§ EXERCISE REQUIREMENTS: Entries follow. Return each line that contains the word "IntegratorDriver".

Stored data
//! Solver lifecycle and the advance of the `[θ, ω]` state to frame targets.

use log::{debug, Level};

use crate::error::{SolverError, StepError};
use crate::model::PendulumSystem;
use crate::params::{PendulumConfiguration, SolverConfig};
use crate::simulation::StatusSink;
use crate::solvers::{Adjustment, StepControl, Stepper};
use crate::traits::Steppable;

/// Upper bound on internal steps for a single adaptive advance.
pub const MAX_INTERNAL_STEPS: u64 = 1_000_000;

#[derive(Debug, Clone, Copy, PartialEq, Eq)]
pub enum DriverState {
    Uninitialized,
    Ready,
    Stepping,
    Terminated,
    /// Absorbing until `terminate`.
    Faulted,
}

/// The live solver instance, present exactly between `init` and `terminate`.
struct Solver {
    system: PendulumSystem,
    stepper: Stepper,
    control: StepControl,
    settings: SolverConfig,
    /// Nominal step size carried across advances.
    h: f64,
    yerr: [f64; 2],
}

impl Solver {
    fn allocate(conf: &PendulumConfiguration) -> Result<Self, SolverError> {
        let settings = *conf.solver();

        if !(settings.initial_step.is_finite() && settings.initial_step > 0.0) {
            return Err(SolverError::Allocation(format!(
                "initial step must be positive, got {}",
                settings.initial_step
            )));
        }
        if !(settings.abs_err >= 0.0 && settings.rel_err >= 0.0) {
            return Err(SolverError::Allocation(format!(
                "tolerances must not be negative (abserr {}, relerr {})",
                settings.abs_err, settings.rel_err
            )));
        }
        if settings.adaptive && settings.abs_err == 0.0 && settings.rel_err == 0.0 {
            return Err(SolverError::Allocation(
                "adaptive stepping needs a nonzero tolerance".to_string(),
            ));
        }
        if !(settings.max_step > 0.0) {
            return Err(SolverError::Allocation(format!(
                "failed to set max step {}",
                settings.max_step
            )));
        }

        let system = conf.system();
        Ok(Self {
            stepper: settings.stepper.build(2),
            control: StepControl::new(settings.abs_err, settings.rel_err),
            h: settings.initial_step.min(settings.max_step),
            yerr: [0.0; 2],
            system,
            settings,
        })
    }

    fn min_step(t: f64) -> f64 {
        f64::EPSILON * t.abs().max(1.0)
    }

    /// Error-controlled integration from `*t` to `t1`. The last step is truncated to land on
    /// `t1` exactly and does not change the nominal step size.
    fn apply(&mut self, t: &mut f64, t1: f64, y: &mut [f64; 2]) -> Result<(), SolverError> {
        let mut steps = 0_u64;

        while *t < t1 {
            steps += 1;
            if steps > MAX_INTERNAL_STEPS {
                return Err(SolverError::StepFailed {
                    t: *t,
                    reason: format!("more than {MAX_INTERNAL_STEPS} internal steps"),
                });
            }

            let remaining = t1 - *t;
            let final_step = self.h >= remaining;
            let h = if final_step { remaining } else { self.h };
            if !final_step && h < Self::min_step(*t) {
                return Err(SolverError::StepFailed {
                    t: *t,
                    reason: format!("step size collapsed to {h:e}"),
                });
            }

            let mut trial = *y;
            if let Err(err) = self
                .stepper
                .step(&self.system, *t, &mut trial, h, &mut self.yerr)
            {
                self.stepper.reset();
                self.h = h * 0.5;
                if self.h < Self::min_step(*t) {
                    return Err(SolverError::StepFailed {
                        t: *t,
                        reason: err.to_string(),
                    });
                }
                continue;
            }

            match self
                .control
                .adjust(self.stepper.order(), &trial, &self.yerr, h)
            {
                Adjustment::Decrease(h_new) => {
                    self.stepper.reject();
                    self.h = h_new;
                    continue;
                }
                Adjustment::Increase(h_new) if !final_step => {
                    self.h = h_new.min(self.settings.max_step);
                }
                _ => {}
            }

            *y = trial;
            *t = if final_step { t1 } else { *t + h };
        }

        Ok(())
    }

    /// Exactly `substeps` equal steps without error control. Ends on `t1` exactly.
    fn apply_fixed(&mut self, t: &mut f64, t1: f64, y: &mut [f64; 2]) -> Result<(), SolverError> {
        let n = self.settings.substeps;
        let t0 = *t;
        let h = (t1 - t0) / n as f64;
        if h == 0.0 {
            return Ok(());
        }

        for i in 1..=n {
            self.stepper
                .step(&self.system, *t, y, h, &mut self.yerr)
                .map_err(|err: StepError| SolverError::StepFailed {
                    t: *t,
                    reason: err.to_string(),
                })?;
            *t = if i == n { t1 } else { t0 + i as f64 * h };
        }
        Ok(())
    }
}

/// Owns the single solver instance of a run and the state vector it advances.
pub struct IntegratorDriver {
    state: DriverState,
    solver: Option<Solver>,
    t: f64,
    y: [f64; 2],
}

impl Default for IntegratorDriver {
    fn default() -> Self {
        Self::new()
    }
}

impl IntegratorDriver {
    pub fn new() -> Self {
        Self {
            state: DriverState::Uninitialized,
            solver: None,
            t: 0.0,
            y: [0.0; 2],
        }
    }

    pub fn state(&self) -> DriverState {
        self.state
    }

    /// Current simulation time.
    pub fn time(&self) -> f64 {
        self.t
    }

    /// Current `[θ, ω]`.
    pub fn y(&self) -> [f64; 2] {
        self.y
    }

    /// Allocates the solver for `conf` and seeds `(angle, 0)` at `t = 0`.
    pub fn init(
        &mut self,
        conf: &PendulumConfiguration,
        sink: &mut dyn StatusSink,
    ) -> Result<(), SolverError> {
        if !matches!(
            self.state,
            DriverState::Uninitialized | DriverState::Terminated
        ) {
            return Err(SolverError::InvalidState {
                state: self.state,
                operation: "initialize",
            });
        }

        match Solver::allocate(conf) {
            Ok(solver) => {
                debug!(
                    "solver ready: {} ({}), h0 = {}, hmax = {}",
                    solver.settings.stepper,
                    if solver.settings.adaptive {
                        "adaptive"
                    } else {
                        "fixed"
                    },
                    solver.h,
                    solver.settings.max_step
                );
                self.solver = Some(solver);
                self.y = [conf.angle(), 0.0];
                self.t = 0.0;
                self.state = DriverState::Ready;
                Ok(())
            }
            Err(err) => {
                sink.report(Level::Error, &format!("solver initialization failed: {err}"));
                self.state = DriverState::Faulted;
                Err(err)
            }
        }
    }

    /// Advances to `target` and writes the new angle into `conf`. On failure neither the
    /// driver's state vector nor `conf` change and the driver is `Faulted`.
    pub fn advance(
        &mut self,
        conf: &mut PendulumConfiguration,
        target: f64,
        sink: &mut dyn StatusSink,
    ) -> Result<(), SolverError> {
        let state = self.state;
        let solver = match (&mut self.solver, state) {
            (Some(solver), DriverState::Ready | DriverState::Stepping) => solver,
            _ => {
                return Err(SolverError::InvalidState {
                    state,
                    operation: "advance",
                })
            }
        };

        if target < self.t {
            return Err(SolverError::StepFailed {
                t: self.t,
                reason: format!("target {target} lies in the past"),
            });
        }

        let mut t = self.t;
        let mut y = self.y;
        let result = if solver.settings.adaptive {
            solver.apply(&mut t, target, &mut y)
        } else {
            solver.apply_fixed(&mut t, target, &mut y)
        };

        match result {
            Ok(()) => {
                self.t = t;
                self.y = y;
                conf.set_angle(y[0]);
                self.state = DriverState::Stepping;
                Ok(())
            }
            Err(err) => {
                debug!("integration to t = {target} failed");
                sink.report(Level::Error, &format!("step failed: {err}"));
                self.state = DriverState::Faulted;
                Err(err)
            }
        }
    }

    /// Resets and releases the solver. Always succeeds; problems are only reported.
    pub fn terminate(&mut self, sink: &mut dyn StatusSink) {
        match self.solver.take() {
            Some(mut solver) => {
                solver.stepper.reset();
                debug!(
                    "solver {} released at t = {}",
                    solver.settings.stepper, self.t
                );
            }
            None => sink.report(Level::Warn, "solver not reset correctly: no live instance"),
        }
        self.state = DriverState::Terminated;
    }
}
mod input;
mod magnet;
mod signals;
mod terminal;

use std::path::PathBuf;
use std::thread;
use std::time::Duration;

use anyhow::{Context, Result};
use clap::Parser;
use log::{error, info, warn};
use pendulum_core::clock::MonotonicClock;
use pendulum_core::config::{preset_for_key, ConfigStore, DEFAULT_PRESET, PRESETS};
use pendulum_core::simulation::{CancellationToken, LogSink, Magnet, RunContext, Simulation};
use pendulum_core::{PendulumConfiguration, RunError};

use input::{Key, LineInput};
use magnet::{NoMagnet, SysfsMagnet, DEFAULT_GPIO_ROOT, DEFAULT_PIN};
use terminal::TerminalRenderer;

/// Idle wait between configuration menu polls.
const MENU_POLL_INTERVAL: Duration = Duration::from_millis(10);

/// Didactic pendulum simulation
///
/// Pick a preset with the keys 1-8, set up the starting angle, then release.
#[derive(Parser)]
#[command(name = "pendulum")]
#[command(version, long_about = None)]
struct Cli {
    /// Directory holding the preset documents
    #[arg(long, default_value = "configs")]
    config_dir: PathBuf,

    /// Run this preset once instead of showing the menu
    #[arg(long)]
    preset: Option<String>,

    /// End each run after this many simulated seconds
    #[arg(long)]
    duration: Option<f64>,

    /// Drive the electromagnet over sysfs GPIO
    #[arg(long)]
    magnet: bool,

    /// GPIO pin of the electromagnet
    #[arg(long, default_value_t = DEFAULT_PIN)]
    gpio_pin: u32,

    /// Width of the text display in columns
    #[arg(long, default_value_t = 61)]
    columns: usize,
}

struct Session {
    store: ConfigStore,
    conf: PendulumConfiguration,
    input: LineInput,
    magnet: Box<dyn Magnet>,
    columns: usize,
    duration: Option<f64>,
    ctx: RunContext,
}

impl Session {
    /// One run. Only renderer and magnet failures end the program.
    fn run(&mut self) -> Result<()> {
        let mut renderer = TerminalRenderer::new(std::io::stdout(), self.columns);
        let mut sink = LogSink;
        let result = Simulation::new(
            &mut renderer,
            &mut self.input,
            self.magnet.as_mut(),
            &mut sink,
            MonotonicClock::new(),
        )
        .with_duration(self.duration)
        .setup_and_run(&mut self.conf, &mut self.ctx);

        match result {
            Ok(summary) => {
                info!(
                    "run ended ({:?}) after {} frames, t = {:.3} s",
                    summary.end, summary.frames, summary.simulated_time
                );
                Ok(())
            }
            Err(RunError::Solver(err)) => {
                error!("{err}");
                Ok(())
            }
            Err(err) => Err(err).context("Simulation could not run"),
        }
    }

    fn select(&mut self, name: &str) {
        if let Err(err) = self.store.reload_into(name, &mut self.conf) {
            warn!("{name}: {err}; keeping the previous configuration");
        }
    }

    fn menu(&mut self) -> Result<()> {
        print_menu();
        while !self.ctx.poll_cancellation() {
            match self.input.poll_key() {
                Some(Key::EndOfInput) => self.ctx.token().cancel(),
                Some(Key::Char(key)) => {
                    if let Some(name) = preset_for_key(key) {
                        self.select(name);
                        self.run()?;
                        print_menu();
                    }
                }
                _ => {}
            }
            thread::sleep(MENU_POLL_INTERVAL);
        }
        Ok(())
    }
}

fn print_menu() {
    println!("select a configuration:");
    for (key, name) in PRESETS {
        println!("  {key}  {name}");
    }
}

fn main() -> Result<()> {
    use env_logger::{Builder, Env};

    Builder::from_env(Env::default().default_filter_or("info")).init();
    let cli = Cli::parse();

    let store = ConfigStore::new(&cli.config_dir);
    let conf = store
        .load(DEFAULT_PRESET)
        .with_context(|| format!("No usable configuration in '{}'", cli.config_dir.display()))?;

    let magnet: Box<dyn Magnet> = if cli.magnet {
        Box::new(SysfsMagnet::new(DEFAULT_GPIO_ROOT, cli.gpio_pin))
    } else {
        Box::new(NoMagnet)
    };

    let token = CancellationToken::new();
    signals::install(&token)?;

    let mut session = Session {
        store,
        conf,
        input: LineInput::stdin(),
        magnet,
        columns: cli.columns,
        duration: cli.duration,
        ctx: RunContext::new(token),
    };

    match cli.preset.as_deref() {
        Some(name) => {
            session.select(name);
            session.run()?;
        }
        None => session.menu()?,
    }

    info!("shutdown complete...");
    Ok(())
}
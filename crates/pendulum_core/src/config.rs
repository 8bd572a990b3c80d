//! Loading configuration documents from a directory of TOML presets.

use std::fs;
use std::path::{Path, PathBuf};

use log::{debug, warn};

use crate::error::ConfigError;
use crate::params::{PendulumConfiguration, RawParameters};

pub const DEFAULT_PRESET: &str = "conf-default";

/// Preset selection keys of the configuration menu.
pub const PRESETS: [(char, &str); 8] = [
    ('1', "conf-default"),
    ('2', "conf-earth-damped"),
    ('3', "conf-earth-damped-pointmass"),
    ('4', "conf-earth-undamped"),
    ('5', "conf-earth-undamped-pointmass-linear"),
    ('6', "conf-jupiter-damped"),
    ('7', "conf-moon-undamped"),
    ('8', "conf-water-damped"),
];

pub fn preset_for_key(key: char) -> Option<&'static str> {
    PRESETS
        .iter()
        .find(|(k, _)| *k == key)
        .map(|(_, name)| *name)
}

/// Parses and derives a configuration document.
pub fn parse(text: &str) -> Result<PendulumConfiguration, ConfigError> {
    let raw: RawParameters = toml::from_str(text)?;
    PendulumConfiguration::derive(raw)
}

#[derive(Debug, Clone)]
pub struct ConfigStore {
    dir: PathBuf,
}

impl ConfigStore {
    pub fn new(dir: impl Into<PathBuf>) -> Self {
        Self { dir: dir.into() }
    }

    pub fn dir(&self) -> &Path {
        &self.dir
    }

    pub fn path_for(&self, name: &str) -> PathBuf {
        self.dir.join(format!("{name}.toml"))
    }

    fn read(&self, name: &str) -> Result<(PathBuf, String), ConfigError> {
        let path = self.path_for(name);
        match fs::read_to_string(&path) {
            Ok(text) => Ok((path, text)),
            Err(source) => Err(ConfigError::Io { path, source }),
        }
    }

    /// Loads `name`, falling back to the default preset when that document cannot be read.
    /// Parse and validation errors never fall back.
    pub fn load(&self, name: &str) -> Result<PendulumConfiguration, ConfigError> {
        let (path, text) = match self.read(name) {
            Ok(found) => found,
            Err(err) if name != DEFAULT_PRESET => {
                warn!("{err}; falling back to default configuration");
                self.read(DEFAULT_PRESET)?
            }
            Err(err) => return Err(err),
        };

        let conf = parse(&text)?;
        debug!("loaded configuration {}", path.display());
        Ok(conf)
    }

    /// Replaces `current` wholesale with `name`. On error `current` is left as it was.
    pub fn reload_into(
        &self,
        name: &str,
        current: &mut PendulumConfiguration,
    ) -> Result<(), ConfigError> {
        *current = self.load(name)?;
        Ok(())
    }
}

#[cfg(test)]
mod tests {
    use super::*;
    use crate::params::tests::reference_raw;
    use tempfile::tempdir;

    fn write(dir: &Path, name: &str, raw: &RawParameters) {
        let text = toml::to_string(raw).unwrap();
        fs::write(dir.join(format!("{name}.toml")), text).unwrap();
    }

    #[test]
    fn preset_keys_map_to_documents() {
        assert_eq!(preset_for_key('1'), Some(DEFAULT_PRESET));
        assert_eq!(
            preset_for_key('5'),
            Some("conf-earth-undamped-pointmass-linear")
        );
        assert_eq!(preset_for_key('9'), None);
    }

    #[test]
    fn loads_a_named_preset() {
        let dir = tempdir().unwrap();
        let mut raw = reference_raw();
        raw.environment.gravity = 1.62;
        write(dir.path(), "conf-moon-undamped", &raw);

        let conf = ConfigStore::new(dir.path())
            .load("conf-moon-undamped")
            .unwrap();
        assert_eq!(conf.raw().environment.gravity, 1.62);
        assert_eq!(conf.angle(), 0.1);
        assert!(conf.geometry.transparency);
    }

    #[test]
    fn unreadable_preset_falls_back_to_default() {
        let dir = tempdir().unwrap();
        let mut raw = reference_raw();
        raw.model.initial_angle = 0.3;
        write(dir.path(), DEFAULT_PRESET, &raw);

        let conf = ConfigStore::new(dir.path()).load("conf-missing").unwrap();
        assert_eq!(conf.initial_angle(), 0.3);
    }

    #[test]
    fn missing_default_is_an_io_error() {
        let dir = tempdir().unwrap();
        let err = ConfigStore::new(dir.path()).load("conf-missing").unwrap_err();
        assert!(matches!(err, ConfigError::Io { ref path, .. } if path.ends_with("conf-default.toml")));
    }

    #[test]
    fn failed_reload_keeps_the_current_configuration() {
        let dir = tempdir().unwrap();
        write(dir.path(), DEFAULT_PRESET, &reference_raw());
        let text = toml::to_string(&reference_raw())
            .unwrap()
            .replace("gravity = 9.81", "gravity = nan");
        fs::write(dir.path().join("conf-broken.toml"), text).unwrap();

        let store = ConfigStore::new(dir.path());
        let mut current = store.load(DEFAULT_PRESET).unwrap();
        current.nudge_angle(0.5);
        let before = current.clone();

        let err = store.reload_into("conf-broken", &mut current).unwrap_err();
        assert!(err.to_string().contains("environment.gravity"));
        assert_eq!(current, before);

        store.reload_into(DEFAULT_PRESET, &mut current).unwrap();
        assert_eq!(current.angle(), 0.1);
    }

    #[test]
    fn rejects_unknown_stepper_and_fields() {
        let mut raw = reference_raw();
        raw.solver.stepper = "rk45".to_string();
        let text = toml::to_string(&raw).unwrap();
        assert!(matches!(parse(&text), Err(ConfigError::UnknownStepper(name)) if name == "rk45"));

        let text = toml::to_string(&reference_raw()).unwrap() + "\n[extra]\nvalue = 1\n";
        assert!(matches!(parse(&text), Err(ConfigError::Parse(_))));

        let text = toml::to_string(&reference_raw())
            .unwrap()
            .replace("gravity = 9.81\n", "");
        assert!(matches!(parse(&text), Err(ConfigError::Parse(_))));
    }

    #[test]
    fn shipped_presets_all_derive() {
        let dir = Path::new(env!("CARGO_MANIFEST_DIR")).join("../../configs");
        let store = ConfigStore::new(&dir);
        for (key, name) in PRESETS {
            assert!(store.path_for(name).exists(), "preset {key} missing: {name}");
            let conf = store
                .load(name)
                .unwrap_or_else(|err| panic!("preset {name}: {err}"));
            assert!(conf.model().moment_of_inertia > 0.0);
        }
    }
}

§ WRITTEN SOLUTION:
pub struct IntegratorDriver {
impl Default for IntegratorDriver {
impl IntegratorDriver {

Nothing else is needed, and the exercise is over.